Insurance 'vital to fighting climate change', says EIS Group

The insurance sector is showing resilience despite adversity and demonstrating its importance in the fight against climate change, says EIS' Rory Yates

EIS Group is the company behind a cloud-native, API-first digital insurance platform that enables insurers to innovate like a tech company. Their digital insurance platform is built to bring carriers closer to customers, empowering them to digitise core insurance operations and in turn create an essential data foundation for delivering great experiences to customers online.

But, in a world where even tech companies are struggling to act with the agility of a tech company, how easy is it for insurers?

At InsurTech Insights, we caught up with Rory Yates, Global Head of Strategy at EIS. He explains that the company’s ability to support digital transformation initiatives are neatly demonstrated by its partnership with esure.

One of the UK’s leading personal lines insurers, esure provides motor and home insurance products to more than 2.4 million policyholders. The company is progressing its digital transformation programme to become a world-class digital insurer, focused on the development of a new technology platform, its customer propositions and data assets.

“We are really just the software enabler to their strategy,” Yates says. “Their strategy is to fix insurance for good. So it's a big vision. I think that’s what our platform is built for. We are contributing to that by bringing a lot of ecosystem-enabling capability. They're working with a lot of insurtechs, they're working with a lot of new data sources. When you look at what they're doing with fraud detection, they've really brought in the vanguard of insurance partners to build out that capability and it's driving huge value for them. It's great to be a part of that, to respond to their strategy and to help enable it.”

How easy is it to innovate in a recession?

One of the most prominent factors affecting insurers today is the current economic outlook. Inflation stands close to 10% in many major markets such as the UK and Italy, and, even where countries have managed to stave off the threat of a recession, monetary pressures are being felt right across the insurance sector.

Inflation affects insurers, of course, but it also affects customers. Household and business budgets are coming under pressure due to the rising cost of living, and there are fears that some customers will choose to scale back the amount of insurance cover they hold in order to save money.

Yates speaking to InsurTech Magazine at Insurtech Insights.

Yates acknowledges that the current landscape is difficult for insurers, but he insists that innovating and transforming will stand companies in good stead: “Our customers are talking a lot about claims inflation and the rising costs of living, and our platform is built on reducing the cost per policy and total cost of ownership. So that has worked quite well for us and continues to be a good conversation.
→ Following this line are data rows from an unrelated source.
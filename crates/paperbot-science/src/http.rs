use std::time::Duration;

use reqwest::header::{HeaderMap, RETRY_AFTER};
use serde::Serialize;
use serde::de::DeserializeOwned;
use tokio::time::sleep;

use crate::error::{Result, ScienceError};

const MAX_RETRY_AFTER_SECS: u64 = 60;

// ─── Options ──────────────────────────────────────────────────────────────────

#[derive(Debug, Clone)]
pub struct HttpOptions {
    pub user_agent: String,
    pub connect_timeout: Duration,
    pub timeout: Duration,
    /// Extra attempts after the first one, for connect/timeout errors and 429s.
    pub retries: u32,
    pub retry_interval: Duration,
}

impl Default for HttpOptions {
    fn default() -> Self {
        Self {
            user_agent: "paperbot/0.1".to_string(),
            connect_timeout: Duration::from_secs(3),
            timeout: Duration::from_secs(15),
            retries: 1,
            retry_interval: Duration::from_secs(1),
        }
    }
}

// ─── HttpClient ───────────────────────────────────────────────────────────────

/// A `reqwest` client with bounded retries at a fixed interval.
#[derive(Debug, Clone)]
pub struct HttpClient {
    client: reqwest::Client,
    retries: u32,
    retry_interval: Duration,
}

impl HttpClient {
    pub fn new(options: HttpOptions) -> Result<Self> {
        let client = reqwest::Client::builder()
            .user_agent(options.user_agent)
            .gzip(true)
            .connect_timeout(options.connect_timeout)
            .timeout(options.timeout)
            .build()?;
        Ok(Self {
            client,
            retries: options.retries,
            retry_interval: options.retry_interval,
        })
    }

    pub async fn get_text(&self, url: &str) -> Result<String> {
        self.execute(url, |c| c.get(url)).await
    }

    pub async fn get_json<T: DeserializeOwned>(&self, url: &str) -> Result<T> {
        let text = self.get_text(url).await?;
        serde_json::from_str(&text).map_err(|e| ScienceError::Parse(e.to_string()))
    }

    pub async fn post_json_with_headers<B: Serialize, R: DeserializeOwned>(
        &self,
        url: &str,
        body: &B,
        headers: HeaderMap,
    ) -> Result<R> {
        let text = self
            .execute(url, |c| c.post(url).headers(headers.clone()).json(body))
            .await?;
        serde_json::from_str(&text).map_err(|e| ScienceError::Parse(e.to_string()))
    }

    async fn execute<F>(&self, url: &str, build: F) -> Result<String>
    where
        F: Fn(&reqwest::Client) -> reqwest::RequestBuilder,
    {
        let mut attempt = 0u32;
        loop {
            match build(&self.client).send().await {
                Ok(r) if r.status() == 429 => {
                    let wait = retry_after(r.headers()).unwrap_or(self.retry_interval.as_secs().max(1));
                    if attempt >= self.retries {
                        return Err(ScienceError::RateLimit(host_of(url), wait));
                    }
                    tracing::warn!(url, wait, "rate limited, waiting");
                    sleep(Duration::from_secs(wait.min(MAX_RETRY_AFTER_SECS))).await;
                    attempt += 1;
                }
                Ok(r) if !r.status().is_success() => {
                    let status = r.status().as_u16();
                    let body = r.text().await.unwrap_or_default();
                    return Err(ScienceError::ApiError(
                        url.to_string(),
                        format!("HTTP {status}: {}", truncate(&body, 200)),
                    ));
                }
                Ok(r) => return r.text().await.map_err(|e| classify(url, e)),
                Err(e) if attempt < self.retries && (e.is_connect() || e.is_timeout()) => {
                    tracing::debug!(url, attempt, error = %e, "request failed, retrying");
                    sleep(self.retry_interval).await;
                    attempt += 1;
                }
                Err(e) => return Err(classify(url, e)),
            }
        }
    }
}

fn classify(url: &str, e: reqwest::Error) -> ScienceError {
    if e.is_timeout() {
        ScienceError::Timeout(url.to_string())
    } else {
        ScienceError::Http(e)
    }
}

fn retry_after(headers: &HeaderMap) -> Option<u64> {
    headers
        .get(RETRY_AFTER)
        .and_then(|v| v.to_str().ok())
        .and_then(|s| s.trim().parse::<u64>().ok())
}

fn host_of(url: &str) -> String {
    reqwest::Url::parse(url)
        .ok()
        .and_then(|u| u.host_str().map(ToOwned::to_owned))
        .unwrap_or_else(|| url.to_string())
}

fn truncate(s: &str, max: usize) -> &str {
    match s.char_indices().nth(max) {
        Some((idx, _)) => &s[..idx],
        None => s,
    }
}

#[cfg(test)]
mod tests {
    use super::*;
    use mockito::Server;

    fn client(retries: u32) -> HttpClient {
        HttpClient::new(HttpOptions {
            retries,
            retry_interval: Duration::from_millis(10),
            ..HttpOptions::default()
        })
        .unwrap()
    }

    #[tokio::test]
    async fn get_text_returns_body() {
        let mut server = Server::new_async().await;
        let _m = server
            .mock("GET", "/page")
            .with_status(200)
            .with_body("<html>ok</html>")
            .create_async()
            .await;

        let body = client(0).get_text(&format!("{}/page", server.url())).await.unwrap();
        assert_eq!(body, "<html>ok</html>");
    }

    #[tokio::test]
    async fn non_success_is_api_error() {
        let mut server = Server::new_async().await;
        let _m = server
            .mock("GET", "/missing")
            .with_status(404)
            .with_body("nope")
            .create_async()
            .await;

        let err = client(0)
            .get_text(&format!("{}/missing", server.url()))
            .await
            .unwrap_err();
        match err {
            ScienceError::ApiError(_, msg) => assert!(msg.starts_with("HTTP 404")),
            other => panic!("unexpected error: {other:?}"),
        }
    }

    #[tokio::test]
    async fn rate_limit_is_retried_then_reported() {
        let mut server = Server::new_async().await;
        let m = server
            .mock("GET", "/busy")
            .with_status(429)
            .with_header("retry-after", "0")
            .expect(2)
            .create_async()
            .await;

        let err = client(1)
            .get_text(&format!("{}/busy", server.url()))
            .await
            .unwrap_err();
        assert!(matches!(err, ScienceError::RateLimit(_, 0)));
        m.assert_async().await;
    }

    #[tokio::test]
    async fn malformed_json_is_parse_error() {
        let mut server = Server::new_async().await;
        let _m = server
            .mock("GET", "/json")
            .with_status(200)
            .with_body("{not json")
            .create_async()
            .await;

        let err = client(0)
            .get_json::<serde_json::Value>(&format!("{}/json", server.url()))
            .await
            .unwrap_err();
        assert!(matches!(err, ScienceError::Parse(_)));
    }

    #[test]
    fn truncate_respects_char_boundaries() {
        assert_eq!(truncate("héllo", 2), "hé");
        assert_eq!(truncate("hi", 10), "hi");
    }
}
use once_cell::sync::Lazy;
use regex::Regex;
use serde::{Deserialize, Serialize};

use crate::error::{Result, ScienceError};

static DOI_REGEX: Lazy<Regex> = Lazy::new(|| {
    Regex::new(r"(?i)10\.\d{4,9}/[-._;()/:A-Z0-9]+[A-Z0-9/]").unwrap()
});

const PREFIXES: &[&str] = &[
    "https://doi.org/",
    "http://doi.org/",
    "https://dx.doi.org/",
    "http://dx.doi.org/",
    "https://psycnet.apa.org/doi/",
    "doi.org/",
];

#[derive(Debug, Clone, Serialize, Deserialize, PartialEq)]
pub struct Doi {
    pub raw: String,
    pub normalized: String,
    pub url: String,
}

impl Doi {
    pub fn parse(input: &str) -> Result<Self> {
        let input = input.trim();

        let mut stripped = PREFIXES
            .iter()
            .find_map(|p| input.strip_prefix(p))
            .unwrap_or(input);
        for label in ["doi:", "DOI:", "doi", "DOI"] {
            if let Some(rest) = stripped.strip_prefix(label) {
                stripped = rest.trim_start_matches(':').trim_start();
                break;
            }
        }

        if !stripped.starts_with("10.") {
            return Err(ScienceError::InvalidDoi(input.to_string()));
        }
        let slash_pos = stripped
            .find('/')
            .ok_or_else(|| ScienceError::InvalidDoi(input.to_string()))?;
        if stripped[slash_pos + 1..].trim().is_empty() || stripped.contains(char::is_whitespace) {
            return Err(ScienceError::InvalidDoi(input.to_string()));
        }

        let normalized = stripped.to_lowercase();
        let url = format!("https://doi.org/{normalized}");

        Ok(Self {
            raw: input.to_string(),
            normalized,
            url,
        })
    }
}

impl std::fmt::Display for Doi {
    fn fmt(&self, f: &mut std::fmt::Formatter<'_>) -> std::fmt::Result {
        f.write_str(&self.normalized)
    }
}

/// First DOI-looking token in free text, trailing punctuation removed.
pub fn find_doi(text: &str) -> Option<Doi> {
    DOI_REGEX.find_iter(text).find_map(|m| {
        let candidate = m.as_str().trim_end_matches(['.', ',', ';', ')']);
        Doi::parse(candidate).ok()
    })
}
“It's hard to be flippant about the situation but insurers have shown resilience. Financial stocks tend to get invested in rather than backed out of in periods like this. So there's a lot of reasons to remain optimistic. But things are changing and the market's got to respond.”

EIS goes to Insurtech Insights because their insurtech partners, integration partners and customers are all there. The show is a massive meeting of the minds that takes place in London once a year. This year, EIS is taking part in judging the Ambitious Insurer awards and joining in with a couple of panel discussions around the topic of transformation too.

Insurance ‘vital’ in fight against climate change

One theme that Yates argues is more prevalent in this edition of Insurtech Insights compared to the last is the topic of carbon neutrality, and doing the right thing by our planet. It’s a growing area of concern for insurers, not least because the increased incident of freak weather events is having a toll on their bottom lines.

“Scientific studies indicate that extreme weather events such as heat waves and large storms are likely to become more frequent or more intense with human-induced climate change,” the US Environmental Protection Agency (EPA) warns.

Yates wrote an opinion piece for InsurTech Magazine last year that discussed the challenges to insurers wanting to go carbon-neutral within their own business.

“Insurance is getting hit by these catastrophic risks,” he tells us now. “But even moderate weather changes were affecting flood risks in UK homes, for example. I work globally and some of our clients were involved in the Florida hurricanes. This is affecting everybody. I think the industry is responding well. It's perhaps been a bit laggard in responding, given where it sits, but I think if you look forward, insurance is going to be absolutely vital to the fight against climate change.”